Averting humiliation should be priceless. But if some still need convincing, the retailers are currently pledging that 5 percent of every purchase will benefit the works of the Japan Red Cross Society and Medecins Sans Frontieres, aiding earthquake and tsunami victims. A final caution, though: whatever this thing tells you, if you need an electronic test to gauge whether you can safely drive, you shouldn’t. Make us here at Geek Gems happy and call a ride.

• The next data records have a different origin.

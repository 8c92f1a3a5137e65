//! Exercise tracker service
//!
//! Turns raw request fields into store calls and shapes the results the
//! way the HTTP layer returns them.

use std::sync::Arc;

use chrono::{NaiveDate, Utc};
use serde::Serialize;
use tracing::{debug, info};

use crate::errors::{AppError, Result};
use crate::storage::{Exercise, ExerciseFilter, ExerciseStore, User};

/// Input date format (`YYYY-MM-DD`)
pub const DATE_INPUT_FORMAT: &str = "%Y-%m-%d";

/// Output date format, e.g. `Mon Jan 01 1990`
pub const DATE_OUTPUT_FORMAT: &str = "%a %b %d %Y";

// ============ Response DTOs ============

#[derive(Debug, Clone, PartialEq, Eq, Serialize)]
pub struct UserResponse {
    pub username: String,
    #[serde(rename = "_id")]
    pub id: String,
}

impl From<User> for UserResponse {
    fn from(user: User) -> Self {
        Self {
            username: user.username,
            id: user.id,
        }
    }
}

#[derive(Debug, Clone, PartialEq, Eq, Serialize)]
pub struct ExerciseResponse {
    #[serde(rename = "_id")]
    pub id: String,
    pub username: String,
    pub description: String,
    pub duration: u32,
    pub date: String,
}

#[derive(Debug, Clone, PartialEq, Eq, Serialize)]
pub struct LogEntry {
    pub description: String,
    pub duration: u32,
    pub date: String,
}

#[derive(Debug, Clone, PartialEq, Eq, Serialize)]
pub struct LogResponse {
    #[serde(rename = "_id")]
    pub id: String,
    pub username: String,
    pub count: usize,
    pub log: Vec<LogEntry>,
}

/// Raw log query parameters (all optional strings)
#[derive(Debug, Clone, Default)]
pub struct LogQuery {
    pub from: Option<String>,
    pub to: Option<String>,
    pub limit: Option<String>,
}

pub struct ExerciseService {
    store: Arc<dyn ExerciseStore>,
}

impl ExerciseService {
    pub fn new(store: Arc<dyn ExerciseStore>) -> Self {
        Self { store }
    }

    pub async fn create_user(&self, username: &str) -> Result<UserResponse> {
        let username = username.trim();
        if username.is_empty() {
            return Err(AppError::validation("username is required"));
        }

        let user = self.store.create_user(username).await?;
        info!("Created user {} ({})", user.username, user.id);
        Ok(user.into())
    }

    pub async fn list_users(&self) -> Result<Vec<UserResponse>> {
        let users = self.store.list_users().await?;
        Ok(users.into_iter().map(UserResponse::from).collect())
    }

    pub async fn add_exercise(
        &self,
        user_id: &str,
        description: &str,
        duration: &str,
        date: Option<&str>,
    ) -> Result<ExerciseResponse> {
        let user = self.require_user(user_id).await?;

        let description = description.trim();
        if description.is_empty() {
            return Err(AppError::validation("description is required"));
        }

        let duration = parse_duration(duration)?;
        let date = match date.map(str::trim).filter(|d| !d.is_empty()) {
            Some(d) => parse_date(d, "date")?,
            None => Utc::now().date_naive(),
        };

        let exercise = self
            .store
            .add_exercise(Exercise {
                user_id: user.id.clone(),
                description: description.to_string(),
                duration,
                date,
            })
            .await?;

        debug!(
            "Added exercise '{}' ({} min) for {}",
            exercise.description, exercise.duration, user.id
        );

        Ok(ExerciseResponse {
            id: user.id,
            username: user.username,
            description: exercise.description,
            duration: exercise.duration,
            date: format_date(exercise.date),
        })
    }

    pub async fn log(&self, user_id: &str, query: &LogQuery) -> Result<LogResponse> {
        let user = self.require_user(user_id).await?;
        let filter = parse_filter(query)?;

        let log: Vec<LogEntry> = self
            .store
            .exercises_for(&user.id, &filter)
            .await?
            .into_iter()
            .map(|e| LogEntry {
                description: e.description,
                duration: e.duration,
                date: format_date(e.date),
            })
            .collect();

        Ok(LogResponse {
            id: user.id,
            username: user.username,
            count: log.len(),
            log,
        })
    }

    pub async fn delete_all_users(&self) -> Result<usize> {
        let deleted = self.store.delete_all_users().await?;
        info!("Deleted {} users", deleted);
        Ok(deleted)
    }

    pub async fn delete_all_exercises(&self) -> Result<usize> {
        let deleted = self.store.delete_all_exercises().await?;
        info!("Deleted {} exercises", deleted);
        Ok(deleted)
    }

    pub async fn count_users(&self) -> Result<usize> {
        self.store.count_users().await
    }

    pub fn backend_name(&self) -> String {
        self.store.backend_config().storage_type
    }

    async fn require_user(&self, user_id: &str) -> Result<User> {
        self.store
            .get_user(user_id)
            .await?
            .ok_or_else(|| AppError::not_found("User not found"))
    }
}

pub fn format_date(date: NaiveDate) -> String {
    date.format(DATE_OUTPUT_FORMAT).to_string()
}

fn parse_date(raw: &str, field: &str) -> Result<NaiveDate> {
    NaiveDate::parse_from_str(raw, DATE_INPUT_FORMAT).map_err(|_| {
        AppError::validation(format!("{} must be a YYYY-MM-DD date, got '{}'", field, raw))
    })
}

fn parse_duration(raw: &str) -> Result<u32> {
    match raw.trim().parse::<u32>() {
        Ok(d) if d > 0 => Ok(d),
        _ => Err(AppError::validation(format!(
            "duration must be a positive integer, got '{}'",
            raw
        ))),
    }
}

fn parse_filter(query: &LogQuery) -> Result<ExerciseFilter> {
    fn present(v: &Option<String>) -> Option<&str> {
        v.as_deref().map(str::trim).filter(|s| !s.is_empty())
    }

    let from = present(&query.from)
        .map(|d| parse_date(d, "from"))
        .transpose()?;
    // 未指定 to 时截止到今天，未来日期的记录不出现在日志里
    let to = match present(&query.to) {
        Some(d) => parse_date(d, "to")?,
        None => Utc::now().date_naive(),
    };
    let limit = match present(&query.limit) {
        Some(raw) => {
            let n: usize = raw.parse().map_err(|_| {
                AppError::validation(format!("limit must be a non-negative integer, got '{}'", raw))
            })?;
            // 0 表示不限
            (n > 0).then_some(n)
        }
        None => None,
    };

    Ok(ExerciseFilter {
        from,
        to: Some(to),
        limit,
    })
}

#[cfg(test)]
mod tests {
    use super::*;
    use crate::storage::MemoryExerciseStore;

    fn service() -> ExerciseService {
        ExerciseService::new(Arc::new(MemoryExerciseStore::new()))
    }

    #[test]
    fn test_format_date() {
        let d = NaiveDate::from_ymd_opt(1990, 1, 1).unwrap();
        assert_eq!(format_date(d), "Mon Jan 01 1990");
    }

    #[test]
    fn test_parse_duration() {
        assert_eq!(parse_duration("60").unwrap(), 60);
        assert_eq!(parse_duration(" 5 ").unwrap(), 5);
        assert!(parse_duration("0").is_err());
        assert!(parse_duration("-3").is_err());
        assert!(parse_duration("ten").is_err());
    }

    #[test]
    fn test_parse_filter_limit_zero_is_unlimited() {
        let filter = parse_filter(&LogQuery {
            limit: Some("0".to_string()),
            ..Default::default()
        })
        .unwrap();
        assert_eq!(filter.limit, None);

        assert!(
            parse_filter(&LogQuery {
                from: Some("01/02/2024".to_string()),
                ..Default::default()
            })
            .is_err()
        );
    }

    #[tokio::test]
    async fn test_create_user_requires_name() {
        let service = service();
        assert!(matches!(
            service.create_user("   ").await,
            Err(AppError::Validation(_))
        ));
        let user = service.create_user(" alice ").await.unwrap();
        assert_eq!(user.username, "alice");
    }

    #[tokio::test]
    async fn test_add_exercise_and_log() {
        let service = service();
        let user = service.create_user("bob").await.unwrap();

        let added = service
            .add_exercise(&user.id, "pushups", "15", Some("2024-03-10"))
            .await
            .unwrap();
        assert_eq!(added.date, "Sun Mar 10 2024");
        assert_eq!(added.id, user.id);

        service
            .add_exercise(&user.id, "run", "30", Some("2024-04-01"))
            .await
            .unwrap();

        let log = service
            .log(
                &user.id,
                &LogQuery {
                    from: Some("2024-03-01".to_string()),
                    to: Some("2024-03-31".to_string()),
                    limit: None,
                },
            )
            .await
            .unwrap();
        assert_eq!(log.count, 1);
        assert_eq!(log.log[0].description, "pushups");
    }

    #[tokio::test]
    async fn test_add_exercise_defaults_date_to_today() {
        let service = service();
        let user = service.create_user("carol").await.unwrap();
        let added = service
            .add_exercise(&user.id, "yoga", "20", None)
            .await
            .unwrap();
        assert_eq!(added.date, format_date(Utc::now().date_naive()));
    }

    #[test]
    fn test_parse_filter_to_defaults_to_today() {
        let filter = parse_filter(&LogQuery::default()).unwrap();
        assert_eq!(filter.to, Some(Utc::now().date_naive()));
        assert_eq!(filter.from, None);
    }

    #[tokio::test]
    async fn test_log_excludes_future_without_to() {
        let service = service();
        let user = service.create_user("dave").await.unwrap();
        let tomorrow = (Utc::now().date_naive() + chrono::Days::new(1))
            .format(DATE_INPUT_FORMAT)
            .to_string();

        service
            .add_exercise(&user.id, "past", "10", Some("2020-01-01"))
            .await
            .unwrap();
        service
            .add_exercise(&user.id, "planned", "10", Some(tomorrow.as_str()))
            .await
            .unwrap();

        let log = service.log(&user.id, &LogQuery::default()).await.unwrap();
        assert_eq!(log.count, 1);
        assert_eq!(log.log[0].description, "past");

        let log = service
            .log(
                &user.id,
                &LogQuery {
                    to: Some(tomorrow),
                    ..Default::default()
                },
            )
            .await
            .unwrap();
        assert_eq!(log.count, 2);
    }

    #[tokio::test]
    async fn test_unknown_user() {
        let service = service();
        assert!(matches!(
            service.add_exercise("nobody", "run", "10", None).await,
            Err(AppError::NotFound(_))
        ));
        assert!(matches!(
            service.log("nobody", &LogQuery::default()).await,
            Err(AppError::NotFound(_))
        ));
    }
}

I’m picky about my computer keyboards in the same way that I’m a wine “connoisseur”: I like ‘em sweet and cheap. And when it comes to keyboards, that sweet spot is what I call a “typist’s keyboard” – meaning there’s enough depth to the keys to provide a bit of give/weight; the keys are moderately slick to the touch and untextured; fancy shortcut keys are easily forgone for a small(ish) profile and simplistic style. My current keyboard is so plain it doesn’t even have an indication of manufacturer, but it performs like a champ. Unfortunately though, it’s been plagued by what always ultimately kills my keyboards: with continued use, the letters keep on wearing off.
Enter the brilliantly useful glowing stickers keyboard decals.

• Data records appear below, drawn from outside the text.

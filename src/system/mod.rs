//! System-level modules
//!
//! Process-wide plumbing that sits below the services: logging setup.

pub mod logging;

pub use logging::init_logging;
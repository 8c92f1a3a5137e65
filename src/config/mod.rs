mod r#impl;
mod structs;

pub use r#impl::{get_config, init_config, init_config_with};
pub use structs::*;
//! Logging system initialization
//!
//! This module provides functions to initialize the tracing/logging system
//! based on application configuration.

use std::path::Path;

use anyhow::{Context, Result};
use tracing_appender::rolling;

use crate::config::LoggingConfig;

const DEFAULT_LOG_FILE: &str = "microapis.log";

/// Initialize logging system based on configuration
///
/// **Note**: This should be called only once during application startup,
/// after the configuration has been loaded. `RUST_LOG` is not consulted;
/// the level comes from `logging.level` (an `EnvFilter` directive string).
///
/// # Returns
/// * `WorkerGuard` - Must be kept alive for the duration of the program
///   to ensure non-blocking log writes are flushed
pub fn init_logging(config: &LoggingConfig) -> Result<tracing_appender::non_blocking::WorkerGuard> {
    let log_file = config.file.as_deref().filter(|f| !f.is_empty());

    let writer: Box<dyn std::io::Write + Send + Sync> = match log_file {
        Some(log_file) if config.enable_rotation => {
            let path = Path::new(log_file);
            let dir = path.parent().unwrap_or(Path::new("."));
            let filename = path
                .file_name()
                .and_then(|f| f.to_str())
                .unwrap_or(DEFAULT_LOG_FILE);
            let appender = rolling::Builder::new()
                .rotation(rolling::Rotation::DAILY)
                .filename_prefix(filename.trim_end_matches(".log"))
                .filename_suffix("log")
                .max_log_files(config.max_backups as usize)
                .build(dir)
                .context("Failed to create rolling log appender")?;
            Box::new(appender)
        }
        Some(log_file) => {
            let file = std::fs::OpenOptions::new()
                .create(true)
                .append(true)
                .open(log_file)
                .with_context(|| format!("Failed to open log file {}", log_file))?;
            Box::new(file)
        }
        None => Box::new(std::io::stdout()),
    };

    let (non_blocking_writer, guard) = tracing_appender::non_blocking(writer);
    let filter = tracing_subscriber::EnvFilter::try_new(&config.level)
        .with_context(|| format!("Invalid log level directive: {}", config.level))?;

    let subscriber_builder = tracing_subscriber::fmt()
        .with_writer(non_blocking_writer)
        .with_env_filter(filter)
        .with_level(true)
        .with_ansi(log_file.is_none());

    let installed = if config.format == "json" {
        subscriber_builder.json().try_init()
    } else {
        subscriber_builder.try_init()
    };
    installed.map_err(|e| anyhow::anyhow!("Failed to install tracing subscriber: {}", e))?;

    Ok(guard)
}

What I love about these particular glowing keyboard stickers are that they are not “glow in the dark” in the same way as those totally groovy stars we used to stick all over our ceilings. These require some ambient light to shine (like the light, say, from your computer monitor) so they provide excellent visibility only when *you* want them to glow. That means no wacky glowing keyboard to distract you when your attention is turned to non-computing matters. (Bow chicka.)
I can forsee these being really useful not only to atone for wayward letters that have long since rubbed off to sunnier pastures, but when you’re playing an intense game in semi-darkness as I like to do, a little keyboard illumination is always useful. I don’t mean to glow’t (lawl!) but while I personally type 95 wpm, I have never quite figured out touch-typing for the number row. (Go ahead, dock me “nerd cred”. I’ll wait.) And final bonus: these glowing stickers will save me from replacing my keyboard every year or two. Huzzah for clever innovations!

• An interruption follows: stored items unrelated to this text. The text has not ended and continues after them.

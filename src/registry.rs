//! Cluster states attached to named graphs
//!
//! A recluster computes a fresh state off to the side and swaps it in only
//! when the run succeeds, so readers never observe a half-built forest and a
//! failed or cancelled run leaves the previous state in place.

use dashmap::mapref::entry::Entry;
use dashmap::DashMap;
use crate::cluster::merger::{FastNewman, MergeOptions};
use crate::cluster::state::ClusterState;
use crate::cluster::Interaction;
use crate::error::{Error, Result};
use crate::graph::GraphSnapshot;

/// Lifecycle of a graph's clustering
#[derive(Debug, Clone, Copy, PartialEq, Eq)]
pub enum Phase {
    Detached,
    Interactive,
    NonInteractive,
}

#[derive(Debug, Default)]
pub struct ClusterRegistry {
    states: DashMap<String, ClusterState>,
    running: DashMap<String, ()>,
}

/// Clears the in-flight mark for a key when the run ends
struct RunGuard<'a> {
    running: &'a DashMap<String, ()>,
    key: String,
}

impl Drop for RunGuard<'_> {
    fn drop(&mut self) {
        self.running.remove(&self.key);
    }
}

impl ClusterRegistry {
    pub fn new() -> Self {
        Self::default()
    }

    /// Attach a state to `key`, returning the state it replaces
    pub fn attach(&self, key: &str, state: ClusterState) -> Option<ClusterState> {
        self.states.insert(key.to_string(), state)
    }

    pub fn detach(&self, key: &str) -> Option<ClusterState> {
        self.states.remove(key).map(|(_, state)| state)
    }

    pub fn phase(&self, key: &str) -> Phase {
        match self.states.get(key) {
            None => Phase::Detached,
            Some(state) if state.is_interactive() => Phase::Interactive,
            Some(_) => Phase::NonInteractive,
        }
    }

    pub fn with_state<R>(&self, key: &str, f: impl FnOnce(&ClusterState) -> R) -> Option<R> {
        self.states.get(key).map(|state| f(&state))
    }

    pub fn with_state_mut<R>(&self, key: &str, f: impl FnOnce(&mut ClusterState) -> R) -> Option<R> {
        self.states.get_mut(key).map(|mut state| f(&mut state))
    }

    pub fn is_reclustering(&self, key: &str) -> bool {
        self.running.contains_key(key)
    }

    /// Run a merge for `key` and attach the result.
    ///
    /// Display settings and the modification counter carry over from the
    /// state being replaced. Returns the number of merge steps.
    pub fn recluster<G, I>(
        &self,
        key: &str,
        graph: &G,
        options: MergeOptions,
        interactive: bool,
        interaction: &I,
    ) -> Result<u32>
    where
        G: GraphSnapshot,
        I: Interaction + ?Sized,
    {
        let _guard = {
            match self.running.entry(key.to_string()) {
                Entry::Occupied(_) => return Err(Error::ReclusterInProgress(key.to_string())),
                Entry::Vacant(slot) => {
                    slot.insert(());
                }
            }
            RunGuard { running: &self.running, key: key.to_string() }
        };

        log::info!("Reclustering '{}'", key);
        let result = match FastNewman::new(options).run(graph, interaction) {
            Ok(result) => result,
            Err(e) => {
                if e.is_cancelled() {
                    log::info!("Recluster of '{}' cancelled, keeping previous state", key);
                } else {
                    log::warn!("Recluster of '{}' failed: {}", key, e);
                }
                return Err(e);
            }
        };

        let mut state = ClusterState::from_merge(result, interactive);
        if let Some(previous) = self.states.get(key) {
            state.set_exclude_single_vertices(previous.exclude_single_vertices());
            state.set_excluded_state(previous.excluded_state());
            state.set_colored(previous.is_colored());
            state.set_modification_counter(previous.modification_counter() + 1);
        }
        let steps = state.steps();
        self.attach(key, state);

        log::info!("Attached clustering of '{}' with {} steps", key, steps);
        Ok(steps)
    }
}

#[cfg(test)]
mod tests {
    use super::*;
    use std::sync::atomic::{AtomicBool, Ordering};
    use crate::cluster::state::ExcludedState;
    use crate::cluster::NoInteraction;
    use crate::graph::{CompressedGraph, GraphBuilder};

    fn path() -> CompressedGraph {
        let mut builder = GraphBuilder::default();
        builder.add_transaction("a", "b");
        builder.add_transaction("b", "c");
        builder.add_transaction("c", "d");
        builder.build()
    }

    struct Cancelling;

    impl Interaction for Cancelling {
        fn set_progress(&self, _: u32, _: u32, _: &str, _: bool) {}

        fn is_cancelled(&self) -> bool {
            true
        }
    }

    /// Tries a nested recluster on the same key from inside a running one
    struct Reentrant<'a> {
        registry: &'a ClusterRegistry,
        graph: &'a CompressedGraph,
        rejected: AtomicBool,
    }

    impl Interaction for Reentrant<'_> {
        fn set_progress(&self, _: u32, _: u32, _: &str, _: bool) {}

        fn is_cancelled(&self) -> bool {
            let nested = self.registry.recluster("g", self.graph, MergeOptions::default(), true, &NoInteraction);
            if matches!(nested, Err(Error::ReclusterInProgress(_))) {
                self.rejected.store(true, Ordering::SeqCst);
            }
            false
        }
    }

    #[test]
    fn recluster_attaches_and_detaches() {
        let registry = ClusterRegistry::new();
        let graph = path();
        assert_eq!(registry.phase("g"), Phase::Detached);

        let steps = registry.recluster("g", &graph, MergeOptions::default(), false, &NoInteraction).unwrap();
        assert_eq!(steps, 3);
        assert_eq!(registry.phase("g"), Phase::NonInteractive);
        assert_eq!(registry.with_state("g", |s| s.optimum_step()), Some(2));

        registry.with_state_mut("g", |s| s.set_interactive(true));
        assert_eq!(registry.phase("g"), Phase::Interactive);

        assert!(registry.detach("g").is_some());
        assert_eq!(registry.phase("g"), Phase::Detached);
    }

    #[test]
    fn attach_replaces_wholesale() {
        let registry = ClusterRegistry::new();
        let graph = path();
        let result = FastNewman::default().run(&graph, &NoInteraction).unwrap();
        assert!(registry.attach("g", ClusterState::from_merge(result.clone(), true)).is_none());

        let previous = registry.attach("g", ClusterState::from_merge(result, false)).unwrap();
        assert!(previous.is_interactive());
        assert_eq!(registry.phase("g"), Phase::NonInteractive);
    }

    #[test]
    fn cancelled_recluster_keeps_previous_state() {
        let registry = ClusterRegistry::new();
        let graph = path();
        registry.recluster("g", &graph, MergeOptions::default(), true, &NoInteraction).unwrap();
        registry.with_state_mut("g", |s| s.set_current_step(1).unwrap());

        let err = registry.recluster("g", &graph, MergeOptions::default(), true, &Cancelling).unwrap_err();
        assert!(err.is_cancelled());
        assert_eq!(registry.with_state("g", |s| s.current_step()), Some(1));
        assert!(!registry.is_reclustering("g"));
    }

    #[test]
    fn display_settings_carry_over() {
        let registry = ClusterRegistry::new();
        let graph = path();
        registry.recluster("g", &graph, MergeOptions::default(), true, &NoInteraction).unwrap();
        registry.with_state_mut("g", |s| {
            s.set_exclude_single_vertices(true);
            s.set_excluded_state(ExcludedState::Dimmed);
        });

        registry.recluster("g", &graph, MergeOptions::default(), true, &NoInteraction).unwrap();
        let (exclude, excluded, counter) = registry
            .with_state("g", |s| (s.exclude_single_vertices(), s.excluded_state(), s.modification_counter()))
            .unwrap();
        assert!(exclude);
        assert_eq!(excluded, ExcludedState::Dimmed);
        assert_eq!(counter, 0);
    }

    #[test]
    fn concurrent_recluster_is_rejected() {
        let registry = ClusterRegistry::new();
        let graph = path();
        let interaction = Reentrant { registry: &registry, graph: &graph, rejected: AtomicBool::new(false) };

        registry.recluster("g", &graph, MergeOptions::default(), true, &interaction).unwrap();
        assert!(interaction.rejected.load(Ordering::SeqCst));
        assert!(!registry.is_reclustering("g"));
    }
}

There are almost no words to describe the sheer, gleeful amusement I experienced when I found this USB pole dancer toy. Literally, I think I let out a squee. A proper feminist, I am not!
Candi is her name, and pole dancing is her game! Plug her into the USB and audio port on your computer, and whenever a sound plays, this pole dancing girl swivels and gyrates around like it’s her job (though you might lose yours if you take this to work – but what a way to go!) And if this decidedly non-PC PC pole dancer is too much of a treasure to leave behind when your computer time is done, Candi will also gladly groove to the tunes of your choosing on any mp3 player. Sure, watching a pole dancer doll do her thang to “Pour Some Sugar On Me” would be fun, but why not mix it up with a playlist of classical music or Christian pop?
Yes, I am definitely going to hell.
This right here is easily the most stylish and functional vajayjay I’ve ever seen! (Not that I’ve witnessed that many lady parts up close and personal, mind you. Ahem.) Feast your eyes and flex your fingers for the G-Point Vagina Mouse!
Now before you get too titillated by excitement, I have some bad news to break: the G-Point Mouse is (as yet) only a design concept. But a damn sexy one it is! The mouse comes with an extra special button that can be mapped to your favorite website (Geek Gems or Scarlettopia of course!) and a sleek, supple exterior that just begs to be stroked. Just remember, lads – a PC pointing device is no acceptable substitute for a real life woman, but it may just give you a leg up (or finger up?) for the secrets to pleasing your current or future lady love. She can thank me later.